Finora il rialzo dei tassi è stato “trainato” da quelli Usa ma nelle ultime due sedute quelli europei hanno dato il cambio. I Treasury sono sostanzialmente fermi mentre i rendimenti Bund e Btp continuano a salire. Il rialzo dei tassi preoccupa le autorità monetarie tanto che ieri Christine Lagarde, in un’audizione al Parlamento europeo, ha precisato che la BCE sta monitorando attentamente i tassi nominali a lungo termine al fine di valutare se le condizioni finanziarie siano abbastanza favorevoli per supportare l’economia durante la pandemia.
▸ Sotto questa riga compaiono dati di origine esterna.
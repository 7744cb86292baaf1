//! CSV bodies for `put_instances` and `get_instances`.
//!
//! Dialect on both directions: no header row, `'` as quote, `\` as escape,
//! a bare `?` as the missing-value token.

use super::dates::parse_date_column;
use super::Dataset;
use crate::config::DatasetConfig;
use crate::{Result, WorkerError};
use arrow::array::{ArrayRef, StringArray};
use arrow::csv::reader::Format;
use arrow::csv::{ReaderBuilder, WriterBuilder};
use arrow::datatypes::{DataType, Field, Schema, TimeUnit};
use arrow::error::ArrowError;
use arrow::record_batch::RecordBatch;
use regex::Regex;
use std::io::Cursor;
use std::sync::Arc;

/// How to interpret an incoming CSV body.
#[derive(Debug, Clone, Default)]
pub struct CsvReadOptions {
    /// Column names in order. Positional names are used when absent.
    pub column_names: Option<Vec<String>>,
    /// Columns to parse as timestamps.
    pub date_columns: Vec<String>,
}

fn null_regex() -> Result<Regex> {
    Regex::new(DatasetConfig::NA_REGEX).map_err(|e| WorkerError::dataset(e.to_string()))
}

fn is_date_like(data_type: &DataType) -> bool {
    matches!(
        data_type,
        DataType::Timestamp(_, _) | DataType::Date32 | DataType::Date64
    )
}

/// Apply caller-supplied names and date columns to an inferred schema.
///
/// Requested date columns are read as text and converted afterwards by
/// [`convert_date_columns`]. Anything else inferred as a date stays text.
/// Columns with no values at all become floats.
fn resolve_schema(inferred: &Schema, options: &CsvReadOptions) -> Result<Schema> {
    let names: Vec<String> = match &options.column_names {
        Some(names) => {
            if names.len() != inferred.fields().len() {
                return Err(WorkerError::dataset(format!(
                    "header names {} attributes but the data has {} columns",
                    names.len(),
                    inferred.fields().len()
                )));
            }
            names.clone()
        }
        None => inferred.fields().iter().map(|f| f.name().clone()).collect(),
    };

    for date_column in &options.date_columns {
        if !names.contains(date_column) {
            return Err(WorkerError::dataset(format!(
                "date attribute {} is not a column",
                date_column
            )));
        }
    }

    let fields: Vec<Field> = inferred
        .fields()
        .iter()
        .zip(names)
        .map(|(field, name)| {
            let requested = options.date_columns.contains(&name);
            let data_type = if requested || is_date_like(field.data_type()) {
                DataType::Utf8
            } else if field.data_type() == &DataType::Null {
                DataType::Float64
            } else {
                field.data_type().clone()
            };
            Field::new(name, data_type, true)
        })
        .collect();

    Ok(Schema::new(fields))
}

/// Parse a CSV body into a dataset, inferring column types.
pub fn read_csv(text: &str, options: &CsvReadOptions) -> Result<Dataset> {
    let format = Format::default()
        .with_header(false)
        .with_quote(DatasetConfig::QUOTE)
        .with_escape(DatasetConfig::ESCAPE)
        .with_null_regex(null_regex()?);
    let (inferred, _) = format.infer_schema(Cursor::new(text.as_bytes()), None)?;
    let schema = Arc::new(resolve_schema(&inferred, options)?);

    let reader = ReaderBuilder::new(schema.clone())
        .with_header(false)
        .with_quote(DatasetConfig::QUOTE)
        .with_escape(DatasetConfig::ESCAPE)
        .with_null_regex(null_regex()?)
        .with_batch_size(DatasetConfig::READ_BATCH_SIZE)
        .build(Cursor::new(text.as_bytes()))?;
    let batches = reader.collect::<std::result::Result<Vec<_>, ArrowError>>()?;

    let dataset = Dataset::from_batches(schema, &batches)?;
    convert_date_columns(dataset, &options.date_columns)
}

/// Replace each text column named in `date_columns` with timestamps.
fn convert_date_columns(dataset: Dataset, date_columns: &[String]) -> Result<Dataset> {
    if date_columns.is_empty() {
        return Ok(dataset);
    }

    let batch = dataset.batch();
    let schema = batch.schema();
    let mut fields = Vec::with_capacity(batch.num_columns());
    let mut columns: Vec<ArrayRef> = Vec::with_capacity(batch.num_columns());
    for (field, column) in schema.fields().iter().zip(batch.columns()) {
        if !date_columns.contains(field.name()) {
            fields.push(field.as_ref().clone());
            columns.push(Arc::clone(column));
            continue;
        }
        let text = column
            .as_any()
            .downcast_ref::<StringArray>()
            .ok_or_else(|| {
                WorkerError::dataset(format!(
                    "date attribute {} was not read as text",
                    field.name()
                ))
            })?;
        columns.push(Arc::new(parse_date_column(field.name(), text)?));
        fields.push(Field::new(
            field.name(),
            DataType::Timestamp(TimeUnit::Millisecond, None),
            true,
        ));
    }

    let batch = RecordBatch::try_new(Arc::new(Schema::new(fields)), columns)?;
    Ok(Dataset::new(batch))
}

/// Serialize a dataset as a CSV body without a header row.
///
/// Timestamps are rendered as `"yyyy-MM-dd HH:mm:ss"`, double quotes
/// included.
pub fn write_csv(dataset: &Dataset) -> Result<String> {
    let mut buf = Vec::new();
    {
        let mut writer = WriterBuilder::new()
            .with_header(false)
            .with_quote(DatasetConfig::QUOTE)
            .with_escape(DatasetConfig::ESCAPE)
            .with_double_quote(false)
            .with_null(DatasetConfig::NA_TOKEN.to_string())
            .with_timestamp_format(DatasetConfig::CSV_TIMESTAMP_FORMAT.to_string())
            .with_datetime_format(DatasetConfig::CSV_TIMESTAMP_FORMAT.to_string())
            .with_date_format(DatasetConfig::CSV_DATE_FORMAT.to_string())
            .build(&mut buf);
        writer.write(dataset.batch())?;
    }
    String::from_utf8(buf).map_err(|e| WorkerError::dataset(e.to_string()))
}

#[cfg(test)]
mod tests {
    use super::*;

    #[test]
    fn test_read_quoted_text_and_numbers() {
        let ds = read_csv("1,'x'\n2,'y'\n", &CsvReadOptions::default()).unwrap();
        assert_eq!(ds.num_rows(), 2);
        assert_eq!(ds.num_columns(), 2);
        let schema = ds.schema();
        assert_eq!(schema.field(0).data_type(), &DataType::Int64);
        assert_eq!(schema.field(1).data_type(), &DataType::Utf8);
    }

    #[test]
    fn test_roundtrip_body() {
        let ds = read_csv("1,'x'\n2,'y'\n", &CsvReadOptions::default()).unwrap();
        assert_eq!(write_csv(&ds).unwrap(), "1,x\n2,y\n");
    }

    #[test]
    fn test_question_mark_is_missing() {
        let ds = read_csv("1.5,'a'\n?,?\n", &CsvReadOptions::default()).unwrap();
        assert_eq!(ds.batch().column(0).null_count(), 1);
        assert_eq!(ds.batch().column(1).null_count(), 1);
        assert_eq!(write_csv(&ds).unwrap(), "1.5,a\n?,?\n");
    }

    #[test]
    fn test_column_names_from_header() {
        let options = CsvReadOptions {
            column_names: Some(vec!["petal".into(), "class".into()]),
            date_columns: vec![],
        };
        let ds = read_csv("1,'a'\n", &options).unwrap();
        assert_eq!(ds.column_names(), vec!["petal", "class"]);
    }

    #[test]
    fn test_column_name_count_mismatch() {
        let options = CsvReadOptions {
            column_names: Some(vec!["only".into()]),
            date_columns: vec![],
        };
        assert!(read_csv("1,'a'\n", &options).is_err());
    }

    #[test]
    fn test_date_columns_parse_and_render() {
        let options = CsvReadOptions {
            column_names: Some(vec!["when".into(), "v".into()]),
            date_columns: vec!["when".into()],
        };
        let ds = read_csv("'2021-03-04 05:06:07',1\n", &options).unwrap();
        assert!(matches!(
            ds.schema().field(0).data_type(),
            DataType::Timestamp(TimeUnit::Millisecond, None)
        ));
        assert_eq!(write_csv(&ds).unwrap(), "\"2021-03-04 05:06:07\",1\n");
    }

    #[test]
    fn test_date_columns_infer_layout() {
        let options = CsvReadOptions {
            column_names: Some(vec!["when".into(), "v".into()]),
            date_columns: vec!["when".into()],
        };
        let ds = read_csv("'03/04/2021',a\n?,b\n'12/31/2020',c\n", &options).unwrap();
        assert_eq!(
            write_csv(&ds).unwrap(),
            "\"2021-03-04 00:00:00\",a\n?,b\n\"2020-12-31 00:00:00\",c\n"
        );
    }

    #[test]
    fn test_numeric_looking_dates_are_read_as_text_first() {
        let options = CsvReadOptions {
            column_names: Some(vec!["day".into()]),
            date_columns: vec!["day".into()],
        };
        let ds = read_csv("20210304\n", &options).unwrap();
        assert_eq!(write_csv(&ds).unwrap(), "\"2021-03-04 00:00:00\"\n");
    }

    #[test]
    fn test_unreadable_date_column_is_error() {
        let options = CsvReadOptions {
            column_names: Some(vec!["when".into()]),
            date_columns: vec!["when".into()],
        };
        assert!(read_csv("'soon'\n", &options).is_err());
    }

    #[test]
    fn test_dates_not_requested_stay_text() {
        let ds = read_csv("'2021-03-04 05:06:07'\n", &CsvReadOptions::default()).unwrap();
        assert_eq!(ds.schema().field(0).data_type(), &DataType::Utf8);
    }

    #[test]
    fn test_unknown_date_column_is_error() {
        let options = CsvReadOptions {
            column_names: None,
            date_columns: vec!["missing".into()],
        };
        assert!(read_csv("1\n", &options).is_err());
    }

    #[test]
    fn test_embedded_quote_is_escaped() {
        let ds = read_csv("'it\\'s'\n", &CsvReadOptions::default()).unwrap();
        assert_eq!(write_csv(&ds).unwrap(), "'it\\'s'\n");
    }
}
La testimonianza di Powell al Congresso - in replica oggi alle 16 - ha guidato la discesa dei tassi dei Treasuries. In linea con le attese di molti addetti ai lavori, il numero uno della Fed ha detto che la piena ripresa è ancora lontana e che la banca centrale Usa manterrà una politica accomodante. Riguardo all'inflazione, Powell non si aspetta che salga a livelli preoccupanti ma la Fed ha comunque gli strumenti per tenerla sotto controllo.
La Camera dei rappresentanti voterà venerdì sul pacchetto di aiuti all'economia da 1.900 miliardi di dollari.
Domani il Tesoro illustrerà la strategia di emissione dei nuovi attesi titoli di Stato relativi alle spese che lo Stato sostiene per la transizione ecologica del Paese.
Diffuso poco fa il dato sul Pil tedesco ha messo in luce un incremento di 0,3% su trimestre negli ultimi tre mesi dell'anno scorso, con una flessione di 2,7% su anno. Sul quarto trimestre hanno pesato gli effetti delle restrizioni legate alla pandemia.
Dollaro in calo, ai minimi di tre anni sulla sterlina, in un clima di maggior appetito per il rischio dopo i toni accomodanti di Fed.
Governativi Usa in rialzo negli scambi asiatici. Il decennale di riferimento guadagna 8/32 con un tasso di 1,3348%.